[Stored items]
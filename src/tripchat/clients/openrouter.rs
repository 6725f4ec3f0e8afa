//! OpenRouter client: the OpenAI-compatible wrapper pointed at
//! `https://openrouter.ai/api/v1`.
//!
//! OpenRouter fronts many vendors' models behind one OpenAI-shaped API, so
//! this client delegates everything to [`OpenAIClient`] and only pins the
//! base URL, attaches the attribution headers OpenRouter asks applications to
//! send, and carries the per-model [`ModelInfo`] needed when the model name
//! is not an OpenAI one.

use async_trait::async_trait;
use reqwest::header::{HeaderMap, HeaderValue};

use crate::tripchat::client_wrapper::{
    ClientWrapper, Message, MessageChunkStream, ModelInfo, RequestCapabilities, TokenUsage,
};
use crate::tripchat::clients::http_pool::get_http_client_with_headers;
use crate::tripchat::clients::openai::OpenAIClient;
use crate::tripchat::error::ChatError;

/// REST endpoint for OpenRouter's OpenAI-compatible API.
pub const OPENROUTER_BASE_URL: &str = "https://openrouter.ai/api/v1";

/// Headers OpenRouter recommends for application attribution.
fn attribution_headers() -> HeaderMap {
    let mut headers = HeaderMap::new();
    headers.insert("HTTP-Referer", HeaderValue::from_static("http://localhost"));
    headers.insert("X-Title", HeaderValue::from_static("tripchat"));
    headers
}

pub struct OpenRouterClient {
    client: OpenAIClient,
    model: String,
}

impl OpenRouterClient {
    /// Construct a client for the given OpenRouter model identifier,
    /// e.g. `"deepseek/deepseek-r1"`.
    pub fn new_with_model_str(secret_key: &str, model_name: &str) -> Self {
        Self::new_with_base_url(secret_key, model_name, OPENROUTER_BASE_URL)
    }

    /// Construct a client against a non-default endpoint, e.g. a proxy in
    /// front of OpenRouter. The attribution headers are attached either way.
    pub fn new_with_base_url(secret_key: &str, model_name: &str, base_url: &str) -> Self {
        OpenRouterClient {
            client: OpenAIClient::new_with_base_url_and_http_client(
                secret_key,
                model_name,
                base_url,
                get_http_client_with_headers(base_url, attribution_headers()),
            ),
            model: model_name.to_string(),
        }
    }

    /// Attach capability flags for the selected model. Required when using a
    /// non-OpenAI model name, since nothing can be inferred from it.
    pub fn with_model_info(mut self, model_info: ModelInfo) -> Self {
        self.client = self.client.with_model_info(model_info);
        self
    }
}

#[async_trait]
impl ClientWrapper for OpenRouterClient {
    fn model_name(&self) -> &str {
        &self.model
    }

    fn model_info(&self) -> ModelInfo {
        self.client.model_info()
    }

    async fn send_message(
        &self,
        messages: &[Message],
        options: Option<RequestCapabilities>,
    ) -> Result<Message, ChatError> {
        self.client.send_message(messages, options).await
    }

    fn supports_streaming(&self) -> bool {
        self.client.supports_streaming()
    }

    async fn send_message_stream(
        &self,
        messages: &[Message],
        options: Option<RequestCapabilities>,
    ) -> Result<MessageChunkStream, ChatError> {
        self.client.send_message_stream(messages, options).await
    }

    fn usage_slot(&self) -> Option<&std::sync::Mutex<Option<TokenUsage>>> {
        self.client.usage_slot()
    }
}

◆ **Task prompt**:
If a line above holds the string "crate", count it; give the final total as the only output.

◆ **Output of the exercise**:
4